= Saved entries =

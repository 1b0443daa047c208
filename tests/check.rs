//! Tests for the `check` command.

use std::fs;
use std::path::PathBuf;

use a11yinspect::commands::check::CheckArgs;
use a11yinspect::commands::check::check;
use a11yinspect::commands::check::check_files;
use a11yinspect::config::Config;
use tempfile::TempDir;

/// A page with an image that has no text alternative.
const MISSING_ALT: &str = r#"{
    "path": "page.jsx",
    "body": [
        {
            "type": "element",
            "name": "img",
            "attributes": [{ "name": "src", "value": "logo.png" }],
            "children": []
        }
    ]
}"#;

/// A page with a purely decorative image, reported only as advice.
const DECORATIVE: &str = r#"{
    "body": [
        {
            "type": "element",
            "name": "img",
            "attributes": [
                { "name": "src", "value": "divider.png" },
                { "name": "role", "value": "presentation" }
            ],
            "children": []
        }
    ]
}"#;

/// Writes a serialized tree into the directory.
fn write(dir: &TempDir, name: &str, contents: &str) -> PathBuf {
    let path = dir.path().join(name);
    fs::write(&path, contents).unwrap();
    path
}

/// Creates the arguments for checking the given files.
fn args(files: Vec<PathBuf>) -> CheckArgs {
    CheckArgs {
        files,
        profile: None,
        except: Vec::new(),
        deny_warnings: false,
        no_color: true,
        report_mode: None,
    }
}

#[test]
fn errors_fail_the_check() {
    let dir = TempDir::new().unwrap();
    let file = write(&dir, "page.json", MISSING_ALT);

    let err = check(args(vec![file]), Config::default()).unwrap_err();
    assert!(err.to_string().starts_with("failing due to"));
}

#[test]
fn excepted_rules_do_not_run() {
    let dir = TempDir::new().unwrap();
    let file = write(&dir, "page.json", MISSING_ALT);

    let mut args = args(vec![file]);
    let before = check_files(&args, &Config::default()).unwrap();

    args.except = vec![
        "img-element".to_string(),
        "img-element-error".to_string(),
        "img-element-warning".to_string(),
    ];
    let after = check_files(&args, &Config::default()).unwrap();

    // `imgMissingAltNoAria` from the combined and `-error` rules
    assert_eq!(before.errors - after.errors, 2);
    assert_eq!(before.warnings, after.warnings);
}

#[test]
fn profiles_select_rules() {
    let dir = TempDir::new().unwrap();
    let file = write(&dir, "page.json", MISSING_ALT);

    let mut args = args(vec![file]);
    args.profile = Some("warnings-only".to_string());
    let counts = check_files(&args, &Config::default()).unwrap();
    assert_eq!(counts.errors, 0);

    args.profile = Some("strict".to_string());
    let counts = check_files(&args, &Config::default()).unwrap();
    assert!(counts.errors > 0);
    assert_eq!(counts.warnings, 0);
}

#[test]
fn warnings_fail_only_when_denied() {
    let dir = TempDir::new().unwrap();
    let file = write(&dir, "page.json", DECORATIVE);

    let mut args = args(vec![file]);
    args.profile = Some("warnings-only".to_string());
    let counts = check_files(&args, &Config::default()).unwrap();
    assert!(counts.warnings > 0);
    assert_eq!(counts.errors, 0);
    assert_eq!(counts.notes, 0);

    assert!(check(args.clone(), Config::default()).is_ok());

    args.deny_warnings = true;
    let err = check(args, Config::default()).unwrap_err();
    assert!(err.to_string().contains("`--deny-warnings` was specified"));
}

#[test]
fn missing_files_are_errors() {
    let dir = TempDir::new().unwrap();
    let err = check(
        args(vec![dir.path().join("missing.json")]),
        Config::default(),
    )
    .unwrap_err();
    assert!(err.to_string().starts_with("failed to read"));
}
--
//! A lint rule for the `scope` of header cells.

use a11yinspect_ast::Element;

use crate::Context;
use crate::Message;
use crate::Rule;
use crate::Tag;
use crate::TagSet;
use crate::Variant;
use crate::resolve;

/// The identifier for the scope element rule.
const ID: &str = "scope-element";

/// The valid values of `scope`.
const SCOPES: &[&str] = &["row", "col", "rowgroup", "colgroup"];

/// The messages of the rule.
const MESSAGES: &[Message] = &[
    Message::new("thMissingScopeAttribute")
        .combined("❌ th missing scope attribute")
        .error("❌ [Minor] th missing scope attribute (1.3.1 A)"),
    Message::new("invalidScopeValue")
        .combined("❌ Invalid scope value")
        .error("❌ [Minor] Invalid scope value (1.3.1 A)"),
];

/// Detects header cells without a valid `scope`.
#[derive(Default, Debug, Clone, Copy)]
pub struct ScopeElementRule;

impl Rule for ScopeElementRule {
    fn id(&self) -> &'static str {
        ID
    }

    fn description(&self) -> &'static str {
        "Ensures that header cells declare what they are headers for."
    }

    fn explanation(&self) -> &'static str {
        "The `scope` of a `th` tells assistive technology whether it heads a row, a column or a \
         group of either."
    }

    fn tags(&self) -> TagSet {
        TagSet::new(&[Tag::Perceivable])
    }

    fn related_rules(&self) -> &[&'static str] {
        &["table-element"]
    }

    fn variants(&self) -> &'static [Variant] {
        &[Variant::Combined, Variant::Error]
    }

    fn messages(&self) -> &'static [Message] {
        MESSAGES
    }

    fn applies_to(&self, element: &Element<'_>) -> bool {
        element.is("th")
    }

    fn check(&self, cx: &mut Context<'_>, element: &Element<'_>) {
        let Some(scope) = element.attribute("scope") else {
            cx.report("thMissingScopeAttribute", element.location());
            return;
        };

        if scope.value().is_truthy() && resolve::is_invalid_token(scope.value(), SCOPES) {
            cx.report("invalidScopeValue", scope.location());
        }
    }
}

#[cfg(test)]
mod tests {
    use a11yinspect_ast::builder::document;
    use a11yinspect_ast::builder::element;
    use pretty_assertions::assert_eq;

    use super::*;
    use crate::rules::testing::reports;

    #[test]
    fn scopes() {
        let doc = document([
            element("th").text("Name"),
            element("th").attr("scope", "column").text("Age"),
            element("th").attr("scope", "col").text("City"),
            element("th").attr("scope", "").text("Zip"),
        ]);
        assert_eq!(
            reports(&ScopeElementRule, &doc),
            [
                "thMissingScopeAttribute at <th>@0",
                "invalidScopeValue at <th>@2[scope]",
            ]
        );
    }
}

= REQUIRED ACTION =
Go through the entries and copy each line holding the string "const".

= TASK RESPONSE =
const MISSING_ALT: &str = r#"{
const DECORATIVE: &str = r#"{
const ID: &str = "scope-element";
const SCOPES: &[&str] = &["row", "col", "rowgroup", "colgroup"];
const MESSAGES: &[Message] = &[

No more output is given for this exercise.